Tujuan analisis ini adalah menguji apakah kombinasi nilai G1, G2, dan G3 berbeda antar sekolah setelah mempertimbangkan studytime.
mancova_model <- manova(cbind(G1, G2, G3) ~ school + studytime, data = data)
summary(mancova_model, test = "Wilks")
## Df Wilks approx F num Df den Df Pr(>F)
## school 1 0.99642 0.4675 3 390 0.705090
## studytime 1 0.96949 4.0908 3 390 0.007053 **
## Residuals 392
## ---
## Signif. codes: 0 '***' 0.001 '**' 0.01 '*' 0.05 '.' 0.1 ' ' 1
summary.aov(mancova_model)
## Response G1 :
## Df Sum Sq Mean Sq F value Pr(>F)
## school 1 2.9 2.874 0.2664 0.606020
## studytime 1 109.6 109.646 10.1654 0.001546 **
## Residuals 392 4228.2 10.786
## ---
## Signif. codes: 0 '***' 0.001 '**' 0.01 '*' 0.05 '.' 0.1 ' ' 1
##
## Response G2 :
## Df Sum Sq Mean Sq F value Pr(>F)
## school 1 14.0 13.984 1.0033 0.317125
## studytime 1 97.0 96.959 6.9564 0.008684 **
## Residuals 392 5463.7 13.938
## ---
## Signif. codes: 0 '***' 0.001 '**' 0.01 '*' 0.05 '.' 0.1 ' ' 1
##
## Response G3 :
## Df Sum Sq Mean Sq F value Pr(>F)
## school 1 16.8 16.759 0.8031 0.3707
## studytime 1 73.3 73.268 3.5112 0.0617 .

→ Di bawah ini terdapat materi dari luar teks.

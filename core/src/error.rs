//! Error types for the core crate
//!
//! This module provides the single error type shared by the core and client
//! crates. Every failure the library can report is one variant of
//! [`CouchError`], so callers can branch on the kind of failure.

use std::fmt;
use std::io;
use std::time::Duration;
use thiserror::Error;

use crate::http::Response;

/// Details of a request the server answered with a failure status
#[derive(Debug, Clone)]
pub struct RequestFailure {
    /// Parsed server response
    pub response: Response,

    /// Raw request text that produced the response
    pub request: String,

    /// `error` field of the JSON body, if the server sent one
    pub error: Option<String>,

    /// `reason` field of the JSON body, if the server sent one
    pub reason: Option<String>,
}

impl RequestFailure {
    /// Build a failure record from a response and the request that caused it
    pub fn new(response: Response, request: String) -> Self {
        let (error, reason) = response.error_fields();
        Self {
            response,
            request,
            error,
            reason,
        }
    }

    /// HTTP status of the failed response
    pub fn status(&self) -> u16 {
        self.response.status()
    }
}

impl fmt::Display for RequestFailure {
    fn fmt(&self, f: &mut fmt::Formatter<'_>) -> fmt::Result {
        write!(f, "status {}", self.status())?;
        if let Some(error) = &self.error {
            write!(f, " ({})", error)?;
        }
        if let Some(reason) = &self.reason {
            write!(f, ": {}", reason)?;
        }
        Ok(())
    }
}

/// Error type for all CouchDB operations
#[derive(Error, Debug)]
pub enum CouchError {
    /// Invalid database name, document name or constructor input
    #[error("Validation error: {0}")]
    Validation(String),

    /// The socket to the server could not be opened
    #[error("Connection error: cannot connect to {host}:{port}: {source}")]
    Connection {
        /// Host the connection was attempted to
        host: String,
        /// Port the connection was attempted to
        port: u16,
        /// Underlying OS error
        #[source]
        source: io::Error,
    },

    /// Connecting or reading took longer than the configured timeout
    #[error("Timeout error: {host}:{port} did not respond within {after:?}")]
    Timeout {
        /// Host of the stalled request
        host: String,
        /// Port of the stalled request
        port: u16,
        /// Timeout that elapsed
        after: Duration,
    },

    /// The server answered with a status outside [200, 400)
    #[error("Request error: {0}")]
    Request(Box<RequestFailure>),

    /// The response could not be understood
    #[error("Protocol error: {0}")]
    Protocol(String),

    /// Stale revision, duplicate id or duplicate view name
    #[error("Conflict error: {message}")]
    Conflict {
        /// Description of the conflict
        message: String,
        /// Server response when the conflict was reported by CouchDB
        failure: Option<Box<RequestFailure>>,
    },

    /// Lookup or removal of an absent key
    #[error("Not found: {0}")]
    NotFound(String),

    /// Missing connection, database binding or design document
    #[error("Configuration error: {0}")]
    Configuration(String),

    /// Attempt to modify read-only data
    #[error("Read-only error: {0}")]
    ReadOnly(String),

    /// Operation needs data that has not been fetched yet
    #[error("State error: {0}")]
    State(String),

    /// IO error
    #[error("IO error: {0}")]
    Io(#[from] io::Error),

    /// JSON error
    #[error("JSON error: {0}")]
    Json(#[from] serde_json::Error),
}

/// Result type for CouchDB operations
pub type Result<T> = std::result::Result<T, CouchError>;

impl CouchError {
    /// Classify a failed response. 409 and 412 become conflicts, everything
    /// else a request error.
    pub fn from_failed_response(response: Response, request: String) -> Self {
        let failure = Box::new(RequestFailure::new(response, request));
        match failure.status() {
            409 | 412 => CouchError::Conflict {
                message: failure.to_string(),
                failure: Some(failure),
            },
            _ => CouchError::Request(failure),
        }
    }

    /// Server response attached to this error, if any
    pub fn response(&self) -> Option<&Response> {
        match self {
            CouchError::Request(failure) => Some(&failure.response),
            CouchError::Conflict {
                failure: Some(failure),
                ..
            } => Some(&failure.response),
            _ => None,
        }
    }

    /// HTTP status attached to this error, if any
    pub fn status(&self) -> Option<u16> {
        self.response().map(Response::status)
    }

    /// Whether this error is a conflict
    pub fn is_conflict(&self) -> bool {
        matches!(self, CouchError::Conflict { .. })
    }

    /// Whether this error reports an absent key or a 404 from the server
    pub fn is_not_found(&self) -> bool {
        match self {
            CouchError::NotFound(_) => true,
            CouchError::Request(failure) => failure.status() == 404,
            _ => false,
        }
    }
}

/// Convert a displayable error to a Validation error
pub fn to_validation_error<E: fmt::Display>(err: E) -> CouchError {
    CouchError::Validation(err.to_string())
}

/// Convert a displayable error to a Protocol error
pub fn to_protocol_error<E: fmt::Display>(err: E) -> CouchError {
    CouchError::Protocol(err.to_string())
}

/// Convert a displayable error to a Configuration error
pub fn to_config_error<E: fmt::Display>(err: E) -> CouchError {
    CouchError::Configuration(err.to_string())
}
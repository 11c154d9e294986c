//! Client library for CouchDB
//!
//! This library talks to a CouchDB server over plain HTTP/1.0 and exposes
//! databases, documents, bulk document sets, design documents and views.
//!
//! ```no_run
//! use std::sync::Arc;
//! use phly_couch_client::{Connection, Database, ViewResults};
//!
//! # async fn demo() -> phly_couch_client::Result<()> {
//! let connection = Arc::new(Connection::with_host_port("127.0.0.1", 5984));
//! let database = Database::new("testdb", connection)?;
//! database.create().await?;
//!
//! let mut document = database.doc_new(serde_json::json!({"_id": "a", "foo": "bar"}))?;
//! document.save().await?;
//!
//! let mut view = database.fetch_all_documents();
//! view.load().await?;
//! for row in view.rows()? {
//!     let document = row?.fetch_document().await?;
//!     println!("{}", document.to_json()?);
//! }
//! # Ok(())
//! # }
//! ```

pub mod connection;
pub mod database;
pub mod design_document;
pub mod document;
pub mod document_set;
pub mod view;
pub mod view_row;

#[cfg(test)]
mod test_support;

pub use connection::{default_connection, set_default_connection, Connection};
pub use database::Database;
pub use design_document::{DesignDocument, ViewDefinition, ViewInsert};
pub use document::{Document, RevisionInfo};
pub use document_set::{DocumentKey, DocumentSet};
pub use view::{TemporaryView, View, ViewResult, ViewResults, ViewRows, ViewTarget};
pub use view_row::ViewRow;

pub use phly_couch_core::{
    ClientConfig, CouchError, Method, QueryEncoding, QueryParams, QueryValue, Response, Result,
};
//! Read-only view rows

use serde_json::Value;

use crate::database::Database;
use crate::document::{json_kind, Document};
use phly_couch_core::{CouchError, Result};

/// One row of a view result: `{"id", "key", "value"}`
#[derive(Debug, Clone)]
pub struct ViewRow {
    id: String,
    key: Value,
    value: Value,
    database: Option<Database>,
}

impl ViewRow {
    /// Build a row from its raw JSON; `id`, `key` and `value` are required
    pub fn from_value(raw: &Value, database: Option<Database>) -> Result<Self> {
        let field = |name: &str| {
            raw.get(name).cloned().ok_or_else(|| {
                CouchError::Validation(format!("View row is missing the {:?} field", name))
            })
        };

        let id = match field("id")? {
            Value::String(id) => id,
            other => {
                return Err(CouchError::Validation(format!(
                    "View row id must be a string, got {}",
                    json_kind(&other)
                )))
            }
        };
        Ok(Self {
            id,
            key: field("key")?,
            value: field("value")?,
            database,
        })
    }

    /// Id of the document that emitted the row
    pub fn id(&self) -> &str {
        &self.id
    }

    /// Emitted key
    pub fn key(&self) -> &Value {
        &self.key
    }

    /// Emitted value
    pub fn value(&self) -> &Value {
        &self.value
    }

    /// A field of an object value
    pub fn get(&self, name: &str) -> Option<&Value> {
        self.value.get(name)
    }

    /// Rows are read-only
    pub fn set(&mut self, name: &str, _value: impl Into<Value>) -> Result<()> {
        Err(CouchError::ReadOnly(format!(
            "Cannot set {:?}: view rows are read-only",
            name
        )))
    }

    /// Rows are read-only
    pub fn unset(&mut self, name: &str) -> Result<()> {
        Err(CouchError::ReadOnly(format!(
            "Cannot unset {:?}: view rows are read-only",
            name
        )))
    }

    /// Load the full document the row points at
    pub async fn fetch_document(&self) -> Result<Document> {
        let database = self.database.as_ref().ok_or_else(|| {
            CouchError::Configuration("No database is bound to this view row".to_string())
        })?;
        database.doc_open(&self.id, None).await
    }
}

#[cfg(test)]
mod tests {
    use super::*;
    use crate::test_support::{ok, FakeServer};
    use serde_json::json;

    #[test]
    fn test_field_access_and_read_only() {
        let raw = json!({"id": "a", "key": ["x", 1], "value": {"title": "Hello", "n": 3}});
        let mut row = ViewRow::from_value(&raw, None).unwrap();

        assert_eq!(row.id(), "a");
        assert_eq!(row.key(), &json!(["x", 1]));
        assert_eq!(row.get("title"), Some(&json!("Hello")));
        assert_eq!(row.get("missing"), None);

        assert!(matches!(row.set("title", "Bye"), Err(CouchError::ReadOnly(_))));
        assert!(matches!(row.unset("title"), Err(CouchError::ReadOnly(_))));
        assert_eq!(row.get("title"), Some(&json!("Hello")));
    }

    #[test]
    fn test_missing_fields_are_rejected() {
        for raw in [
            json!({"key": 1, "value": 2}),
            json!({"id": "a", "value": 2}),
            json!({"id": "a", "key": 1}),
            json!({"id": null, "key": 1, "value": 2}),
            json!({"id": 7, "key": 1, "value": 2}),
        ] {
            assert!(matches!(
                ViewRow::from_value(&raw, None),
                Err(CouchError::Validation(_))
            ));
        }
    }

    #[tokio::test]
    async fn test_fetch_document() {
        let row = ViewRow::from_value(&json!({"id": "a", "key": "a", "value": null}), None).unwrap();
        assert!(matches!(row.fetch_document().await, Err(CouchError::Configuration(_))));

        let server = FakeServer::start(vec![ok(r#"{"_id":"a","_rev":"1-x","foo":"bar"}"#)]).await;
        let raw = json!({"id": "a", "key": "a", "value": {"rev": "1-x"}});
        let row = ViewRow::from_value(&raw, Some(server.database("testdb"))).unwrap();

        let document = row.fetch_document().await.unwrap();
        assert_eq!(document.get("foo"), Some(&json!("bar")));

        let requests = server.requests().await;
        assert!(requests[0].starts_with("GET /testdb/a HTTP/1.0"));
    }
}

## Residuals 392 8179.9 20.867
## ---
## Signif. codes: 0 '***' 0.001 '**' 0.01 '*' 0.05 '.' 0.1 ' ' 1
boxM(data[, c("G1", "G2", "G3")], data$school)
##
## Box's M-test for Homogeneity of Covariance Matrices
##
## data: data[, c("G1", "G2", "G3")]
## Chi-Sq (approx.) = 28.297, df = 6, p-value = 8.261e-05
par(mfrow = c(1, 3))
plot(data$studytime, data$G1,
col = cols[data$school], pch = 19,
main = "G1 vs Studytime",
xlab = "Studytime", ylab = "G1")
legend("topleft", legend = levels(data$school), col = cols, pch = 19)
plot(data$studytime, data$G2,
col = cols[data$school], pch = 19,
main = "G2 vs Studytime",
xlab = "Studytime", ylab = "G2")
legend("topleft", legend = levels(data$school), col = cols, pch = 19)
plot(data$studytime, data$G3,
col = cols[data$school], pch = 19,
main = "G3 vs Studytime",
xlab = "Studytime", ylab = "G3")
legend("topleft", legend = levels(data$school), col = cols, pch = 19)
par(mfrow = c(1, 1))
Berdasarkan keempat metode tersebut, peneliti dapat menilai apakah terdapat perbedaan prestasi siswa berdasarkan school, baik untuk satu variabel dependen maupun beberapa variabel dependen sekaligus, dengan atau tanpa kontrol terhadap studytime.